▸ **Records from a collection**
------------------------------------------------------------------------
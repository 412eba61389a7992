//! Integration tests for quill-env crate.

use quill_env::{EnvError, Environment, Identifier, Invocation, ObjectSource, SourcedValue};

fn character() -> ObjectSource<f64> {
    let mut source = ObjectSource::from_pairs(
        "character",
        [("st".to_string(), 12.0), ("dx".to_string(), 14.0)],
    )
    .unwrap();
    source.add_key("strength", SourcedValue::proxy("st")).unwrap();
    source
        .add_key(
            "sum",
            SourcedValue::function(|call: &Invocation<'_, f64>| Some(call.args.iter().sum())),
        )
        .unwrap();
    source
}

// ============================================================================
// Lookup Tests
// ============================================================================

#[test]
fn test_simple_values() {
    let mut env = Environment::new("sheet");
    env.add_source(character());
    assert_eq!(env.get("st").unwrap(), Some(12.0));
    assert_eq!(env.get("ht").unwrap(), None);
    assert!(!env.has("ht").unwrap());
}

#[test]
fn test_proxies_and_functions() {
    let mut env = Environment::new("sheet");
    env.add_source(character());
    assert_eq!(env.get("strength").unwrap(), Some(12.0));
    assert_eq!(env.call("sum", &[1.0, 2.0, 3.0]).unwrap(), Some(6.0));
    assert_eq!(
        env.associated_identifiers("strength").unwrap(),
        vec![Identifier::named("st")]
    );
}

#[test]
fn test_functions_can_decline() {
    let mut source = ObjectSource::new("lazy");
    source
        .add_key("later", SourcedValue::function(|_: &Invocation<'_, f64>| None))
        .unwrap();
    let mut env = Environment::new("sheet");
    env.add_source(source);
    assert!(env.has("later").unwrap());
    assert_eq!(env.get("later").unwrap(), None);
}

#[test]
fn test_pattern_entries() {
    let mut source = ObjectSource::new("skills");
    source
        .add_match(
            "skills",
            |id: &Identifier| id.name().starts_with("SK:"),
            SourcedValue::Simple(10.0),
        )
        .unwrap();
    let mut env = Environment::new("sheet");
    env.add_source(source);
    assert_eq!(env.get("SK:Stealth").unwrap(), Some(10.0));
    assert_eq!(env.get("Stealth").unwrap(), None);
}

// ============================================================================
// Chain Tests
// ============================================================================

#[test]
fn test_local_bindings_shadow_parent() {
    let mut parent = Environment::new("campaign");
    parent.add_source(character());
    let mut env = Environment::with_parent("scene", parent);
    env.define("st", 9.0).unwrap();
    assert_eq!(env.get("st").unwrap(), Some(9.0));
    assert_eq!(env.get("dx").unwrap(), Some(14.0));
    assert_eq!(env.parent().map(Environment::name), Some("campaign"));
}

#[test]
fn test_define_rejects_duplicates_and_set_overwrites() {
    let mut env: Environment<f64> = Environment::new("sheet");
    env.define("hp", 10.0).unwrap();
    assert!(matches!(
        env.define("hp", 11.0),
        Err(EnvError::DuplicateKey { key, .. }) if key == "hp"
    ));
    env.set("hp", SourcedValue::Simple(11.0));
    assert_eq!(env.get("hp").unwrap(), Some(11.0));
}

#[test]
fn test_fallbacks_lose_to_regular_entries() {
    let mut defaults = ObjectSource::new("defaults");
    defaults.add_fallback_key("st", SourcedValue::Simple(10.0)).unwrap();
    defaults.add_fallback_key("ht", SourcedValue::Simple(10.0)).unwrap();
    let mut env = Environment::new("sheet");
    env.add_source(defaults);
    env.add_source(character());
    assert_eq!(env.get("st").unwrap(), Some(12.0));
    assert_eq!(env.get("ht").unwrap(), Some(10.0));
}

#[test]
fn test_proxy_cycles_are_reported() {
    let mut env: Environment<f64> = Environment::new("sheet");
    env.set("a", SourcedValue::proxy("b"));
    env.set("b", SourcedValue::proxy("a"));
    assert!(matches!(env.get("a"), Err(EnvError::ProxyCycle { .. })));
    assert!(env.has("a").is_err());
}

#[test]
fn test_names_cover_the_chain() {
    let mut parent = Environment::new("campaign");
    parent.add_source(character());
    let mut env = Environment::with_parent("scene", parent);
    env.define("ht", 10.0).unwrap();
    assert_eq!(env.names(), vec!["dx", "ht", "st", "strength", "sum"]);
}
------------------------------------------------------------------------
▸ **What to produce**
Please give the number of lines above containing "EnvError" and nothing else.

▸ **Written answer**
3